#### To do
Output the entire listing without altering anything.

#### Records to use
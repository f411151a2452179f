// src/application/router.rs
use crate::constants::*;
use std::collections::BTreeMap;
use tracing::{debug, instrument};

/// A single node in a click path: tag name, classes and attributes.
#[derive(Debug, Clone, Default, PartialEq, Eq)]
pub struct Element {
    pub tag: String,
    pub classes: Vec<String>,
    pub attributes: BTreeMap<String, String>,
}

impl Element {
    pub fn new(tag: impl Into<String>) -> Self {
        Self {
            tag: tag.into(),
            ..Default::default()
        }
    }

    pub fn with_class(mut self, class: impl Into<String>) -> Self {
        self.classes.push(class.into());
        self
    }

    pub fn with_attribute(mut self, name: impl Into<String>, value: impl Into<String>) -> Self {
        self.attributes.insert(name.into(), value.into());
        self
    }

    pub fn has_class(&self, class: &str) -> bool {
        self.classes.iter().any(|c| c == class)
    }

    pub fn attribute(&self, name: &str) -> Option<&str> {
        self.attributes.get(name).map(String::as_str)
    }

    pub fn is_link(&self) -> bool {
        self.tag.eq_ignore_ascii_case("a")
    }
}

/// The clicked element followed by its ancestors, innermost first.
#[derive(Debug, Clone, PartialEq, Eq)]
pub struct ClickTarget {
    path: Vec<Element>,
}

impl ClickTarget {
    pub fn new(target: Element) -> Self {
        Self { path: vec![target] }
    }

    /// Append the next enclosing ancestor.
    pub fn within(mut self, ancestor: Element) -> Self {
        self.path.push(ancestor);
        self
    }

    pub fn element(&self) -> &Element {
        &self.path[0]
    }

    /// Nearest element, starting at the target itself, that carries `marker`.
    pub fn closest(&self, marker: &str) -> Option<&Element> {
        self.path.iter().find(|element| element.has_class(marker))
    }
}

#[derive(Debug, Clone)]
pub struct ClickEvent {
    pub target: ClickTarget,
    default_prevented: bool,
}

impl ClickEvent {
    pub fn new(target: ClickTarget) -> Self {
        Self {
            target,
            default_prevented: false,
        }
    }

    pub fn prevent_default(&mut self) {
        self.default_prevented = true;
    }

    pub fn is_default_prevented(&self) -> bool {
        self.default_prevented
    }
}

/// Controller operation selected for a click.
#[derive(Debug, Clone, PartialEq, Eq)]
pub enum Action {
    OpenCreateForm,
    Close,
    Zoom(String),
    Save(i64),
    Edit(i64),
    Delete(i64),
}

#[derive(Debug, Clone, PartialEq, Eq)]
pub struct Routed {
    pub action: Action,
    pub prevent_default: bool,
}

struct Route {
    marker: &'static str,
    extract: fn(&Element, &ClickTarget) -> Option<Action>,
}

// Order is priority: the first marker found on the click path wins.
static ROUTES: [Route; 6] = [
    Route {
        marker: ADD_BUTTON_MARKER,
        extract: open_create_form,
    },
    Route {
        marker: MODAL_CLOSE_MARKER,
        extract: close,
    },
    Route {
        marker: CARD_IMAGE_MARKER,
        extract: zoom,
    },
    Route {
        marker: SAVE_BUTTON_MARKER,
        extract: save,
    },
    Route {
        marker: CARD_EDIT_MARKER,
        extract: edit,
    },
    Route {
        marker: CARD_DELETE_MARKER,
        extract: delete,
    },
];

fn open_create_form(_: &Element, _: &ClickTarget) -> Option<Action> {
    Some(Action::OpenCreateForm)
}

fn close(_: &Element, _: &ClickTarget) -> Option<Action> {
    Some(Action::Close)
}

fn zoom(image: &Element, _: &ClickTarget) -> Option<Action> {
    image.attribute("src").map(|src| Action::Zoom(src.to_string()))
}

fn save(button: &Element, _: &ClickTarget) -> Option<Action> {
    // A save button without a usable id submits a new memo.
    Some(Action::Save(parse_card_id(button).unwrap_or(0)))
}

fn edit(_: &Element, target: &ClickTarget) -> Option<Action> {
    enclosing_card_id(target).map(Action::Edit)
}

fn delete(_: &Element, target: &ClickTarget) -> Option<Action> {
    enclosing_card_id(target).map(Action::Delete)
}

fn enclosing_card_id(target: &ClickTarget) -> Option<i64> {
    target.closest(CARD_MARKER).and_then(parse_card_id)
}

fn parse_card_id(element: &Element) -> Option<i64> {
    element
        .attribute(CARD_ID_ATTRIBUTE)
        .and_then(|value| value.trim().parse().ok())
}

/// Classifies clicks for the single delegated document listener.
pub struct EventRouter;

impl EventRouter {
    #[instrument(level = "debug", skip(target), fields(tag = %target.element().tag), ret)]
    pub fn route(target: &ClickTarget) -> Option<Routed> {
        let (route, element) = ROUTES
            .iter()
            .find_map(|route| target.closest(route.marker).map(|element| (route, element)))?;

        let action = (route.extract)(element, target);
        if action.is_none() {
            debug!(marker = route.marker, "Matched marker without usable data");
        }

        action.map(|action| Routed {
            action,
            prevent_default: element.is_link(),
        })
    }
}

#### Answer to the exercise
repository f411151a2452179f
// src/application/router.rs
use crate::constants::*;
use std::collections::BTreeMap;
use tracing::{debug, instrument};

/// A single node in a click path: tag name, classes and attributes.
#[derive(Debug, Clone, Default, PartialEq, Eq)]
pub struct Element {
    pub tag: String,
    pub classes: Vec<String>,
    pub attributes: BTreeMap<String, String>,
}

impl Element {
    pub fn new(tag: impl Into<String>) -> Self {
        Self {
            tag: tag.into(),
            ..Default::default()
        }
    }

    pub fn with_class(mut self, class: impl Into<String>) -> Self {
        self.classes.push(class.into());
        self
    }

    pub fn with_attribute(mut self, name: impl Into<String>, value: impl Into<String>) -> Self {
        self.attributes.insert(name.into(), value.into());
        self
    }

    pub fn has_class(&self, class: &str) -> bool {
        self.classes.iter().any(|c| c == class)
    }

    pub fn attribute(&self, name: &str) -> Option<&str> {
        self.attributes.get(name).map(String::as_str)
    }

    pub fn is_link(&self) -> bool {
        self.tag.eq_ignore_ascii_case("a")
    }
}

/// The clicked element followed by its ancestors, innermost first.
#[derive(Debug, Clone, PartialEq, Eq)]
pub struct ClickTarget {
    path: Vec<Element>,
}

impl ClickTarget {
    pub fn new(target: Element) -> Self {
        Self { path: vec![target] }
    }

    /// Append the next enclosing ancestor.
    pub fn within(mut self, ancestor: Element) -> Self {
        self.path.push(ancestor);
        self
    }

    pub fn element(&self) -> &Element {
        &self.path[0]
    }

    /// Nearest element, starting at the target itself, that carries `marker`.
    pub fn closest(&self, marker: &str) -> Option<&Element> {
        self.path.iter().find(|element| element.has_class(marker))
    }
}

#[derive(Debug, Clone)]
pub struct ClickEvent {
    pub target: ClickTarget,
    default_prevented: bool,
}

impl ClickEvent {
    pub fn new(target: ClickTarget) -> Self {
        Self {
            target,
            default_prevented: false,
        }
    }

    pub fn prevent_default(&mut self) {
        self.default_prevented = true;
    }

    pub fn is_default_prevented(&self) -> bool {
        self.default_prevented
    }
}

/// Controller operation selected for a click.
#[derive(Debug, Clone, PartialEq, Eq)]
pub enum Action {
    OpenCreateForm,
    Close,
    Zoom(String),
    Save(i64),
    Edit(i64),
    Delete(i64),
}

#[derive(Debug, Clone, PartialEq, Eq)]
pub struct Routed {
    pub action: Action,
    pub prevent_default: bool,
}

struct Route {
    marker: &'static str,
    extract: fn(&Element, &ClickTarget) -> Option<Action>,
}

// Order is priority: the first marker found on the click path wins.
static ROUTES: [Route; 6] = [
    Route {
        marker: ADD_BUTTON_MARKER,
        extract: open_create_form,
    },
    Route {
        marker: MODAL_CLOSE_MARKER,
        extract: close,
    },
    Route {
        marker: CARD_IMAGE_MARKER,
        extract: zoom,
    },
    Route {
        marker: SAVE_BUTTON_MARKER,
        extract: save,
    },
    Route {
        marker: CARD_EDIT_MARKER,
        extract: edit,
    },
    Route {
        marker: CARD_DELETE_MARKER,
        extract: delete,
    },
];

fn open_create_form(_: &Element, _: &ClickTarget) -> Option<Action> {
    Some(Action::OpenCreateForm)
}

fn close(_: &Element, _: &ClickTarget) -> Option<Action> {
    Some(Action::Close)
}

fn zoom(image: &Element, _: &ClickTarget) -> Option<Action> {
    image.attribute("src").map(|src| Action::Zoom(src.to_string()))
}

fn save(button: &Element, _: &ClickTarget) -> Option<Action> {
    // A save button without a usable id submits a new memo.
    Some(Action::Save(parse_card_id(button).unwrap_or(0)))
}

fn edit(_: &Element, target: &ClickTarget) -> Option<Action> {
    enclosing_card_id(target).map(Action::Edit)
}

fn delete(_: &Element, target: &ClickTarget) -> Option<Action> {
    enclosing_card_id(target).map(Action::Delete)
}

fn enclosing_card_id(target: &ClickTarget) -> Option<i64> {
    target.closest(CARD_MARKER).and_then(parse_card_id)
}

fn parse_card_id(element: &Element) -> Option<i64> {
    element
        .attribute(CARD_ID_ATTRIBUTE)
        .and_then(|value| value.trim().parse().ok())
}

/// Classifies clicks for the single delegated document listener.
pub struct EventRouter;

impl EventRouter {
    #[instrument(level = "debug", skip(target), fields(tag = %target.element().tag), ret)]
    pub fn route(target: &ClickTarget) -> Option<Routed> {
        let (route, element) = ROUTES
            .iter()
            .find_map(|route| target.closest(route.marker).map(|element| (route, element)))?;

        let action = (route.extract)(element, target);
        if action.is_none() {
            debug!(marker = route.marker, "Matched marker without usable data");
        }

        action.map(|action| Routed {
            action,
            prevent_default: element.is_link(),
        })
    }
}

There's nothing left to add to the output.